What You Need to Know Before You Apply

What is the purpose of this trial?

This trial explores a new treatment approach for rectal cancer using a combination of targeted radiotherapy, specifically radical external beam radiotherapy, and chemotherapy. The researchers aim to determine how effectively this combination can shrink the tumor and prevent recurrence, with surgery as a backup if needed. The trial seeks participants with rectal cancer that has spread to specific areas around the rectum but not to distant parts of the body. Participants should not have had prior pelvic radiotherapy and must be in good enough health to undergo surgery if necessary. As an unphased trial, this study provides patients the opportunity to contribute to innovative research that could lead to new treatment options.

Do I need to stop my current medications for the trial?

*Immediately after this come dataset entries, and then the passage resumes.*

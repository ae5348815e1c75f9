//! Display host for headless runs.

use std::sync::atomic::{AtomicBool, Ordering};

use parking_lot::Mutex;

use camera_session_core::models::camera_models::{Resolution, Rotation};
use camera_session_core::traits::host_context::HostContext;

/// A display whose rotation can change and which can be torn down.
pub struct VirtualHost {
    rotation: Mutex<Rotation>,
    bounds: Resolution,
    valid: AtomicBool,
}

impl VirtualHost {
    pub fn new(rotation: Rotation, bounds: Resolution) -> Self {
        Self {
            rotation: Mutex::new(rotation),
            bounds,
            valid: AtomicBool::new(true),
        }
    }

    /// 1080x1920 display held upright.
    pub fn portrait_phone() -> Self {
        Self::new(Rotation::Deg0, Resolution::new(1080, 1920))
    }

    pub fn set_rotation(&self, rotation: Rotation) {
        *self.rotation.lock() = rotation;
    }

    /// Simulate the hosting window going away.
    pub fn invalidate(&self) {
        log::info!("virtual host invalidated");
        self.valid.store(false, Ordering::SeqCst);
    }
}

impl HostContext for VirtualHost {
    fn display_rotation(&self) -> Rotation {
        *self.rotation.lock()
    }

    fn display_bounds(&self) -> Resolution {
        self.bounds
    }

    fn is_valid(&self) -> bool {
        self.valid.load(Ordering::SeqCst)
    }
}
use std::sync::{Arc, Weak};
use std::thread::{self, ThreadId};

use crossbeam_channel::{Receiver, Sender};
use parking_lot::Mutex;

use crate::models::capture_request::AfMode;
use crate::models::error::CameraError;
use crate::models::surface::Surface;
use crate::traits::clock::Clock;

use super::callbacks::Command;
use super::coordinator::{Flow, SessionCoordinator};
use super::shared::Shared;

/// The dedicated session thread and its mailbox.
pub(crate) struct Worker {
    sender: Sender<Command>,
    handle: thread::JoinHandle<()>,
}

impl Worker {
    fn spawn(
        mut coordinator: SessionCoordinator,
        sender: Sender<Command>,
        receiver: Receiver<Command>,
    ) -> Result<Self, CameraError> {
        let handle = thread::Builder::new()
            .name("camera-session-worker".into())
            .spawn(move || {
                for command in receiver.iter() {
                    if coordinator.handle(command) == Flow::Shutdown {
                        break;
                    }
                }
                log::debug!("session worker stopped");
            })
            .map_err(|e| CameraError::DeviceAccess(format!("failed to spawn session worker: {}", e)))?;

        Ok(Self { sender, handle })
    }

    fn thread_id(&self) -> ThreadId {
        self.handle.thread().id()
    }

    /// Queue shutdown and wait for the thread to finish.
    pub(crate) fn shutdown(self) -> Result<(), CameraError> {
        if self.sender.send(Command::Shutdown).is_err() {
            log::warn!("session worker already stopped");
        }
        if self.handle.thread().id() == thread::current().id() {
            // Close requested from a listener callback; the loop exits after
            // this command returns.
            log::warn!("close called on the session worker, not joining");
            return Ok(());
        }
        self.handle
            .join()
            .map_err(|_| CameraError::InterruptedTeardown("session worker panicked".into()))
    }
}

/// Slot holding the worker once it exists.
#[derive(Default)]
pub(crate) struct WorkerSlot {
    worker: Mutex<Option<Worker>>,
    // Kept after the worker is taken so a closing listener can be recognised.
    worker_thread: Mutex<Option<ThreadId>>,
}

impl WorkerSlot {
    /// Send to the running worker. Hands the command back if there is none.
    pub(crate) fn send(&self, command: Command) -> Result<(), Command> {
        match self.worker.lock().as_ref() {
            Some(worker) => worker.sender.send(command).map_err(|e| e.into_inner()),
            None => Err(command),
        }
    }

    pub(crate) fn is_running(&self) -> bool {
        self.worker.lock().is_some()
    }

    pub(crate) fn on_worker_thread(&self) -> bool {
        *self.worker_thread.lock() == Some(thread::current().id())
    }

    /// Marks the manager cancelled and removes the worker, atomically with
    /// respect to [`WorkerLauncher::dispatch_spawning`].
    pub(crate) fn cancel_and_take(&self, shared: &Shared) -> Option<Worker> {
        let mut worker = self.worker.lock();
        shared.cancel();
        worker.take()
    }
}

/// Everything needed to start the worker lazily from a platform callback.
pub(crate) struct WorkerLauncher {
    shared: Arc<Shared>,
    clock: Arc<dyn Clock>,
    autofocus: AfMode,
    render: Weak<Surface>,
    slot: Arc<WorkerSlot>,
}

impl WorkerLauncher {
    pub(crate) fn new(
        shared: Arc<Shared>,
        clock: Arc<dyn Clock>,
        autofocus: AfMode,
        render: Weak<Surface>,
        slot: Arc<WorkerSlot>,
    ) -> Self {
        Self {
            shared,
            clock,
            autofocus,
            render,
            slot,
        }
    }

    pub(crate) fn shared(&self) -> &Shared {
        &self.shared
    }

    pub(crate) fn dispatch(&self, command: Command) -> Result<(), Command> {
        self.slot.send(command)
    }

    /// Like [`dispatch`](Self::dispatch), but spawns the worker first if it
    /// does not exist yet. Refuses once the manager has been closed.
    pub(crate) fn dispatch_spawning(&self, command: Command) -> Result<(), Command> {
        let mut slot = self.slot.worker.lock();
        if self.shared.is_cancelled() {
            log::debug!("{} arrived after close", command.name());
            return Err(command);
        }
        if slot.is_none() {
            let (sender, receiver) = crossbeam_channel::unbounded();
            let coordinator = SessionCoordinator::new(
                Arc::clone(&self.shared),
                sender.clone(),
                Arc::clone(&self.clock),
                self.autofocus,
                self.render.clone(),
            );
            match Worker::spawn(coordinator, sender, receiver) {
                Ok(worker) => {
                    *self.slot.worker_thread.lock() = Some(worker.thread_id());
                    *slot = Some(worker);
                }
                Err(e) => {
                    drop(slot);
                    self.shared.fail(e);
                    return Err(command);
                }
            }
        }
        match slot.as_ref() {
            Some(worker) => worker.sender.send(command).map_err(|e| e.into_inner()),
            None => Err(command),
        }
    }
}
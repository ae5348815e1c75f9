pub mod camera_models;
pub mod capture_request;
pub mod config;
pub mod error;
pub mod recording_result;
pub mod state;
pub mod surface;
use crate::models::camera_models::DeviceCharacteristics;
use crate::models::error::CameraError;
use crate::session::callbacks::DeviceCallbacks;

/// Platform service that discovers, describes and opens camera devices.
///
/// Implemented by platform backends and by `camera-session-virtual`.
pub trait DeviceService: Send + Sync {
    /// IDs of the cameras currently present, in platform order.
    fn camera_ids(&self) -> Result<Vec<String>, CameraError>;

    /// Capability record for `camera_id`.
    fn characteristics(&self, camera_id: &str) -> Result<DeviceCharacteristics, CameraError>;

    /// Begin opening `camera_id`.
    ///
    /// Returns once the request is accepted. The outcome arrives later,
    /// on a thread of the platform's choosing, as exactly one of
    /// `callbacks.opened`, `callbacks.error` or `callbacks.disconnected`.
    fn open_device(&self, camera_id: &str, callbacks: DeviceCallbacks) -> Result<(), CameraError>;
}
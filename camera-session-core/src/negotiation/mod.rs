pub mod orientation;
pub mod size_fitter;
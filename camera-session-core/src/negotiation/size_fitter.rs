//! Output size negotiation.

use crate::models::camera_models::Resolution;
use crate::models::error::CameraError;

use super::orientation::OrientationState;

/// Inputs to [`choose_optimal_size`], all in sensor orientation.
#[derive(Debug, Clone, Copy, PartialEq, Eq)]
pub struct SizeRequest {
    pub target: Resolution,
    pub bound: Resolution,
    pub aspect_reference: Resolution,
}

impl SizeRequest {
    /// Builds a request from display-oriented inputs.
    ///
    /// `requested` and `display_bound` are swapped into sensor orientation
    /// when `orientation` requires it; the bound is then capped
    /// component-wise by `max_preview`.
    pub fn oriented(
        requested: Resolution,
        display_bound: Resolution,
        max_preview: Resolution,
        aspect_reference: Resolution,
        orientation: &OrientationState,
    ) -> Self {
        Self {
            target: orientation.to_sensor(requested),
            bound: orientation.to_sensor(display_bound).min_each(&max_preview),
            aspect_reference,
        }
    }

    pub fn fit(&self, candidates: &[Resolution]) -> Result<Resolution, CameraError> {
        choose_optimal_size(candidates, self.target, self.bound, self.aspect_reference)
    }
}

/// Ordering for "smallest": area, then width, then height.
fn smallest<'a>(sizes: impl Iterator<Item = &'a Resolution>) -> Option<Resolution> {
    sizes
        .min_by_key(|s| (s.area(), s.width, s.height))
        .copied()
}

/// Picks the output size closest to `target` without exceeding `bound`,
/// preferring the exact aspect ratio of `aspect_reference`.
///
/// 1. aspect match, at least `target`, at most `bound` → smallest such
/// 2. aspect match only → smallest such
/// 3. smallest candidate overall
pub fn choose_optimal_size(
    candidates: &[Resolution],
    target: Resolution,
    bound: Resolution,
    aspect_reference: Resolution,
) -> Result<Resolution, CameraError> {
    if candidates.is_empty() {
        return Err(CameraError::NoCandidate);
    }

    let fits = |s: &&Resolution| {
        s.width >= target.width
            && s.height >= target.height
            && s.width <= bound.width
            && s.height <= bound.height
    };
    let matches_aspect = |s: &&Resolution| s.same_aspect(&aspect_reference);

    if let Some(best) = smallest(candidates.iter().filter(fits).filter(matches_aspect)) {
        return Ok(best);
    }

    if let Some(best) = smallest(candidates.iter().filter(matches_aspect)) {
        log::debug!(
            "no {} candidate between {} and {}, falling back to aspect-only match {}",
            aspect_reference,
            target,
            bound,
            best
        );
        return Ok(best);
    }

    let best = smallest(candidates.iter()).ok_or(CameraError::NoCandidate)?;
    log::warn!(
        "no candidate matches aspect of {}, using smallest size {}",
        aspect_reference,
        best
    );
    Ok(best)
}

/// Largest size by area; ties go to the wider size.
pub fn largest_by_area(candidates: &[Resolution]) -> Result<Resolution, CameraError> {
    candidates
        .iter()
        .max_by_key(|s| (s.area(), s.width))
        .copied()
        .ok_or(CameraError::NoCandidate)
}
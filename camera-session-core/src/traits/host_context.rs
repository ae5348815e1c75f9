use crate::models::camera_models::{Resolution, Rotation};

/// The window or activity hosting the camera preview.
///
/// Held weakly by the manager. Once dropped or invalid, entry points
/// refuse to run.
pub trait HostContext: Send + Sync {
    fn display_rotation(&self) -> Rotation;

    /// Display size in the display's current orientation.
    fn display_bounds(&self) -> Resolution;

    /// False once the host is finishing or destroyed.
    fn is_valid(&self) -> bool;
}
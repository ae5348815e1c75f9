use serde::{Deserialize, Serialize};

use super::camera_models::{LensFacing, Resolution};
use super::capture_request::AfMode;
use super::error::CameraError;

/// Configuration for a camera manager.
#[derive(Debug, Clone, PartialEq, Eq, Serialize, Deserialize)]
#[serde(default)]
pub struct CameraConfiguration {
    /// Specific camera ID, or None to select by `preferred_facing`.
    pub camera_id: Option<String>,

    /// Lens facing used when `camera_id` is None (default: back).
    pub preferred_facing: LensFacing,

    /// Preview size the caller would like, in display orientation.
    pub requested_preview_size: Resolution,

    /// Upper bound applied on top of the display bounds (default: 1920x1080).
    pub max_preview_size: Resolution,

    /// Autofocus mode for preview and record requests.
    pub autofocus: AfMode,
}

impl CameraConfiguration {
    pub fn validate(&self) -> Result<(), String> {
        if self.requested_preview_size.is_empty() {
            return Err(format!(
                "requested preview size must be positive: {}",
                self.requested_preview_size
            ));
        }
        if self.max_preview_size.is_empty() {
            return Err(format!(
                "max preview size must be positive: {}",
                self.max_preview_size
            ));
        }
        if matches!(&self.camera_id, Some(id) if id.is_empty()) {
            return Err("camera id must not be empty".into());
        }
        Ok(())
    }

    /// Parse and validate a JSON configuration. Missing fields take defaults.
    pub fn from_json(json: &str) -> Result<Self, CameraError> {
        let config: Self = serde_json::from_str(json)
            .map_err(|e| CameraError::ConfigurationFailed(format!("invalid configuration: {}", e)))?;
        config.validate().map_err(CameraError::ConfigurationFailed)?;
        Ok(config)
    }
}

impl Default for CameraConfiguration {
    fn default() -> Self {
        Self {
            camera_id: None,
            preferred_facing: LensFacing::Back,
            requested_preview_size: Resolution::new(1280, 720),
            max_preview_size: Resolution::new(1920, 1080),
            autofocus: AfMode::ContinuousPicture,
        }
    }
}
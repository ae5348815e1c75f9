use std::sync::atomic::{AtomicBool, Ordering};
use std::sync::Arc;

use parking_lot::Mutex;

use crate::models::camera_models::Resolution;
use crate::models::error::CameraError;
use crate::models::state::SessionState;
use crate::negotiation::orientation::OrientationState;
use crate::traits::camera_listener::CameraListener;

/// Caller-visible view of the manager, updated by configuration and by the
/// session worker. Reads are eventually consistent with the worker.
#[derive(Debug, Clone, PartialEq, Eq)]
pub struct Snapshot {
    pub state: SessionState,
    pub camera_id: Option<String>,
    pub preview_size: Option<Resolution>,
    pub orientation: Option<OrientationState>,
    pub flash_supported: bool,
    pub recording: bool,
}

impl Default for Snapshot {
    fn default() -> Self {
        Self {
            state: SessionState::Unconfigured,
            camera_id: None,
            preview_size: None,
            orientation: None,
            flash_supported: false,
            recording: false,
        }
    }
}

/// State shared between caller threads, platform callbacks and the worker.
pub(crate) struct Shared {
    snapshot: Mutex<Snapshot>,
    listener: Mutex<Option<Arc<dyn CameraListener>>>,
    cancelled: AtomicBool,
}

impl Shared {
    pub(crate) fn new() -> Self {
        Self {
            snapshot: Mutex::new(Snapshot::default()),
            listener: Mutex::new(None),
            cancelled: AtomicBool::new(false),
        }
    }

    pub(crate) fn snapshot(&self) -> Snapshot {
        self.snapshot.lock().clone()
    }

    pub(crate) fn state(&self) -> SessionState {
        self.snapshot.lock().state.clone()
    }

    pub(crate) fn update(&self, f: impl FnOnce(&mut Snapshot)) {
        f(&mut self.snapshot.lock());
    }

    /// Moves to `new_state` and notifies the listener.
    ///
    /// `Closed` never changes again and `Closing` only moves to `Closed`.
    pub(crate) fn set_state(&self, new_state: SessionState) {
        {
            let mut s = self.snapshot.lock();
            if s.state == new_state {
                return;
            }
            let blocked = match s.state {
                SessionState::Closed => true,
                SessionState::Closing => new_state != SessionState::Closed,
                _ => false,
            };
            if blocked {
                log::debug!("ignoring transition {} -> {}", s.state, new_state);
                return;
            }
            log::debug!("session state {} -> {}", s.state, new_state);
            s.state = new_state.clone();
        }
        if let Some(listener) = self.listener() {
            listener.on_state_changed(&new_state);
        }
    }

    /// Moves from `expected` to `new_state` only if `expected` is current.
    /// Hands back the current state otherwise.
    pub(crate) fn transition(
        &self,
        expected: &SessionState,
        new_state: SessionState,
    ) -> Result<(), SessionState> {
        {
            let mut s = self.snapshot.lock();
            if s.state != *expected {
                return Err(s.state.clone());
            }
            log::debug!("session state {} -> {}", s.state, new_state);
            s.state = new_state.clone();
        }
        if let Some(listener) = self.listener() {
            listener.on_state_changed(&new_state);
        }
        Ok(())
    }

    /// Moves to `Failed(error)` and reports the error to the listener.
    pub(crate) fn fail(&self, error: CameraError) {
        self.set_state(SessionState::Failed(error.clone()));
        self.notify_failure(&error);
    }

    pub(crate) fn notify_failure(&self, error: &CameraError) {
        if let Some(listener) = self.listener() {
            listener.on_failure(error);
        }
    }

    pub(crate) fn set_listener(&self, listener: Arc<dyn CameraListener>) {
        *self.listener.lock() = Some(listener);
    }

    pub(crate) fn listener(&self) -> Option<Arc<dyn CameraListener>> {
        self.listener.lock().clone()
    }

    pub(crate) fn cancel(&self) {
        self.cancelled.store(true, Ordering::SeqCst);
    }

    pub(crate) fn is_cancelled(&self) -> bool {
        self.cancelled.load(Ordering::SeqCst)
    }
}
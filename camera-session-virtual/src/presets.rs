//! Characteristics of typical phone cameras.

use camera_session_core::models::camera_models::{
    DeviceCharacteristics, LensFacing, Resolution, Rotation, SurfaceKind,
};

/// Rear camera mounted at 90 degrees, with flash.
pub fn back_camera() -> DeviceCharacteristics {
    DeviceCharacteristics::new(LensFacing::Back, Rotation::Deg90)
        .with_flash(true)
        .with_sizes(
            SurfaceKind::Preview,
            vec![
                Resolution::new(3840, 2160),
                Resolution::new(1920, 1080),
                Resolution::new(1280, 720),
                Resolution::new(1440, 1080),
                Resolution::new(640, 480),
                Resolution::new(320, 240),
            ],
        )
        .with_sizes(
            SurfaceKind::StillCapture,
            vec![Resolution::new(3840, 2160), Resolution::new(1920, 1080)],
        )
        .with_sizes(
            SurfaceKind::Record,
            vec![Resolution::new(1920, 1080), Resolution::new(1280, 720)],
        )
}

/// Front camera mounted at 270 degrees, no flash.
pub fn front_camera() -> DeviceCharacteristics {
    DeviceCharacteristics::new(LensFacing::Front, Rotation::Deg270)
        .with_sizes(
            SurfaceKind::Preview,
            vec![
                Resolution::new(1920, 1080),
                Resolution::new(1280, 720),
                Resolution::new(640, 480),
            ],
        )
        .with_sizes(SurfaceKind::StillCapture, vec![Resolution::new(1920, 1080)])
        .with_sizes(SurfaceKind::Record, vec![Resolution::new(1280, 720)])
}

The trial protocol does not specify if you need to stop taking your current medications, but you cannot participate if you are taking warfarin, phenytoin, or sorivudine.

What prior data suggests that this radiotherapy protocol is safe for rectal cancer patients?

Research shows that radiation therapy for rectal cancer can be a safe and effective treatment. Studies have found that many patients respond well, with one study reporting that in over half of the patients (60.6%), the cancer was no longer detectable.

While most people handle radiation therapy well, some may experience side effects like tiredness, skin irritation, or digestive problems. These usually subside after treatment ends.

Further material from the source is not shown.